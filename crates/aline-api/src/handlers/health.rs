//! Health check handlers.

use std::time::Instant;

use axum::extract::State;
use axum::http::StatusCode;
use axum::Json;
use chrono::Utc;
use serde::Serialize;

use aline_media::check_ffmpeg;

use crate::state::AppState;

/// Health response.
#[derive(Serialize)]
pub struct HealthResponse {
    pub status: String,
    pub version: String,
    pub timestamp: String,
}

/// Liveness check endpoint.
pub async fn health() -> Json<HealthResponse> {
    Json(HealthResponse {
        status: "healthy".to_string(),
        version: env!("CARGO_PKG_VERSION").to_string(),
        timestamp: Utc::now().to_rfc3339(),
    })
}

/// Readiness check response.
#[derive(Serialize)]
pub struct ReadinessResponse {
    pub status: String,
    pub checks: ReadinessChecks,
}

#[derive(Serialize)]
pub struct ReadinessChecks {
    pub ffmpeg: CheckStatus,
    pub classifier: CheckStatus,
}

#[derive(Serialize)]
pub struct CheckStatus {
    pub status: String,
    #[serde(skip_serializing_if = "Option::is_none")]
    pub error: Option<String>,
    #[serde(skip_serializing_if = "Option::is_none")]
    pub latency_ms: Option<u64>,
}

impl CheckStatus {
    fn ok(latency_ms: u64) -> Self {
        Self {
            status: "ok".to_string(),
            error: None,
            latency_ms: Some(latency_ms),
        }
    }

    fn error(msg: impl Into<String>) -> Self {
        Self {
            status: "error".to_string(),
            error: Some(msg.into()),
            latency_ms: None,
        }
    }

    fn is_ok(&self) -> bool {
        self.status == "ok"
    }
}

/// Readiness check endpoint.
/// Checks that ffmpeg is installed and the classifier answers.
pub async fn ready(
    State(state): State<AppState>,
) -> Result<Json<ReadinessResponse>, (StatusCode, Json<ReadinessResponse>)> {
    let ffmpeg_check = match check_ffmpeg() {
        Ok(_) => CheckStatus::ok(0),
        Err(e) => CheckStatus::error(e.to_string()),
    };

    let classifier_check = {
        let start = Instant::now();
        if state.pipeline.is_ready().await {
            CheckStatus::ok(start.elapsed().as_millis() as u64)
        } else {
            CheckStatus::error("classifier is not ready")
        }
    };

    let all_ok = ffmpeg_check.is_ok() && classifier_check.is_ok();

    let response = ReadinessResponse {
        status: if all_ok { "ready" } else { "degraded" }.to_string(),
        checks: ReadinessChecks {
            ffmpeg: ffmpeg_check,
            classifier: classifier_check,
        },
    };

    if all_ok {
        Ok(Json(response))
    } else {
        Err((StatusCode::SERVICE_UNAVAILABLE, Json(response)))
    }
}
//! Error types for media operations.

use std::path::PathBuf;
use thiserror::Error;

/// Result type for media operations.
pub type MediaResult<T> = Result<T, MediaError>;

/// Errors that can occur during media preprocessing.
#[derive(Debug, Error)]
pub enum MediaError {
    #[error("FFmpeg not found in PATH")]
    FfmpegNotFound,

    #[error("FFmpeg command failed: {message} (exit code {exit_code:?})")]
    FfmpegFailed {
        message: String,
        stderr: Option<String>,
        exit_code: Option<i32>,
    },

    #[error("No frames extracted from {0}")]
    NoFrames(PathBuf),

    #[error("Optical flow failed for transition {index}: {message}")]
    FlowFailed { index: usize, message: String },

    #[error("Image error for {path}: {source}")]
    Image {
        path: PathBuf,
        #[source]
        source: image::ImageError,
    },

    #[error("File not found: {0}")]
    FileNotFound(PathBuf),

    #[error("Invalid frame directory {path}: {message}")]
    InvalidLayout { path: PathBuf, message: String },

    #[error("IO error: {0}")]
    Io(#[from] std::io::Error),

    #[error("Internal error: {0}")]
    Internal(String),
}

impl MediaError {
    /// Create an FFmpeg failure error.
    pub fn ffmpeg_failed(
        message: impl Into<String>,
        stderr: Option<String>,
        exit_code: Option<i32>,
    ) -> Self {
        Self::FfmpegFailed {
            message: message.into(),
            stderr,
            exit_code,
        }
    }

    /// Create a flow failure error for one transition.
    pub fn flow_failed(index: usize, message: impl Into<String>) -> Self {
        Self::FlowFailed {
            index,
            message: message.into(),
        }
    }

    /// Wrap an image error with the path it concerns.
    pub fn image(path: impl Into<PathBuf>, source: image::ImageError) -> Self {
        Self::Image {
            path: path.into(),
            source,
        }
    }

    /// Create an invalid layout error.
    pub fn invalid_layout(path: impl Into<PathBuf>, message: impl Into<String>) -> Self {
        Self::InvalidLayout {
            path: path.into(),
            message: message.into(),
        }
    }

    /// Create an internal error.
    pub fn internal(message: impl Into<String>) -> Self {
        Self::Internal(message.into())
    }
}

The task: Every record should be printed again exactly as it reads.

Solution:
filename crates/aline-api/src/handlers/health.rs
//! Health check handlers.

use std::time::Instant;

use axum::extract::State;
use axum::http::StatusCode;
use axum::Json;
use chrono::Utc;
use serde::Serialize;

use aline_media::check_ffmpeg;

use crate::state::AppState;

/// Health response.
#[derive(Serialize)]
pub struct HealthResponse {
    pub status: String,
    pub version: String,
    pub timestamp: String,
}

/// Liveness check endpoint.
pub async fn health() -> Json<HealthResponse> {
    Json(HealthResponse {
        status: "healthy".to_string(),
        version: env!("CARGO_PKG_VERSION").to_string(),
        timestamp: Utc::now().to_rfc3339(),
    })
}

/// Readiness check response.
#[derive(Serialize)]
pub struct ReadinessResponse {
    pub status: String,
    pub checks: ReadinessChecks,
}

#[derive(Serialize)]
pub struct ReadinessChecks {
    pub ffmpeg: CheckStatus,
    pub classifier: CheckStatus,
}

#[derive(Serialize)]
pub struct CheckStatus {
    pub status: String,
    #[serde(skip_serializing_if = "Option::is_none")]
    pub error: Option<String>,
    #[serde(skip_serializing_if = "Option::is_none")]
    pub latency_ms: Option<u64>,
}

impl CheckStatus {
    fn ok(latency_ms: u64) -> Self {
        Self {
            status: "ok".to_string(),
            error: None,
            latency_ms: Some(latency_ms),
        }
    }

    fn error(msg: impl Into<String>) -> Self {
        Self {
            status: "error".to_string(),
            error: Some(msg.into()),
            latency_ms: None,
        }
    }

    fn is_ok(&self) -> bool {
        self.status == "ok"
    }
}

/// Readiness check endpoint.
/// Checks that ffmpeg is installed and the classifier answers.
pub async fn ready(
    State(state): State<AppState>,
) -> Result<Json<ReadinessResponse>, (StatusCode, Json<ReadinessResponse>)> {
    let ffmpeg_check = match check_ffmpeg() {
        Ok(_) => CheckStatus::ok(0),
        Err(e) => CheckStatus::error(e.to_string()),
    };

    let classifier_check = {
        let start = Instant::now();
        if state.pipeline.is_ready().await {
            CheckStatus::ok(start.elapsed().as_millis() as u64)
        } else {
            CheckStatus::error("classifier is not ready")
        }
    };

    let all_ok = ffmpeg_check.is_ok() && classifier_check.is_ok();

    let response = ReadinessResponse {
        status: if all_ok { "ready" } else { "degraded" }.to_string(),
        checks: ReadinessChecks {
            ffmpeg: ffmpeg_check,
            classifier: classifier_check,
        },
    };

    if all_ok {
        Ok(Json(response))
    } else {
        Err((StatusCode::SERVICE_UNAVAILABLE, Json(response)))
    }
}
//! Error types for media operations.

use std::path::PathBuf;
use thiserror::Error;

/// Result type for media operations.
pub type MediaResult<T> = Result<T, MediaError>;

/// Errors that can occur during media preprocessing.
#[derive(Debug, Error)]
pub enum MediaError {
    #[error("FFmpeg not found in PATH")]
    FfmpegNotFound,

    #[error("FFmpeg command failed: {message} (exit code {exit_code:?})")]
    FfmpegFailed {
        message: String,
        stderr: Option<String>,
        exit_code: Option<i32>,
    },

    #[error("No frames extracted from {0}")]
    NoFrames(PathBuf),

    #[error("Optical flow failed for transition {index}: {message}")]
    FlowFailed { index: usize, message: String },

    #[error("Image error for {path}: {source}")]
    Image {
        path: PathBuf,
        #[source]
        source: image::ImageError,
    },

    #[error("File not found: {0}")]
    FileNotFound(PathBuf),

    #[error("Invalid frame directory {path}: {message}")]
    InvalidLayout { path: PathBuf, message: String },

    #[error("IO error: {0}")]
    Io(#[from] std::io::Error),

    #[error("Internal error: {0}")]
    Internal(String),
}

impl MediaError {
    /// Create an FFmpeg failure error.
    pub fn ffmpeg_failed(
        message: impl Into<String>,
        stderr: Option<String>,
        exit_code: Option<i32>,
    ) -> Self {
        Self::FfmpegFailed {
            message: message.into(),
            stderr,
            exit_code,
        }
    }

    /// Create a flow failure error for one transition.
    pub fn flow_failed(index: usize, message: impl Into<String>) -> Self {
        Self::FlowFailed {
            index,
            message: message.into(),
        }
    }

    /// Wrap an image error with the path it concerns.
    pub fn image(path: impl Into<PathBuf>, source: image::ImageError) -> Self {
        Self::Image {
            path: path.into(),
            source,
        }
    }

    /// Create an invalid layout error.
    pub fn invalid_layout(path: impl Into<PathBuf>, message: impl Into<String>) -> Self {
        Self::InvalidLayout {
            path: path.into(),
            message: message.into(),
        }
    }

    /// Create an internal error.
    pub fn internal(message: impl Into<String>) -> Self {
        Self::Internal(message.into())
    }
}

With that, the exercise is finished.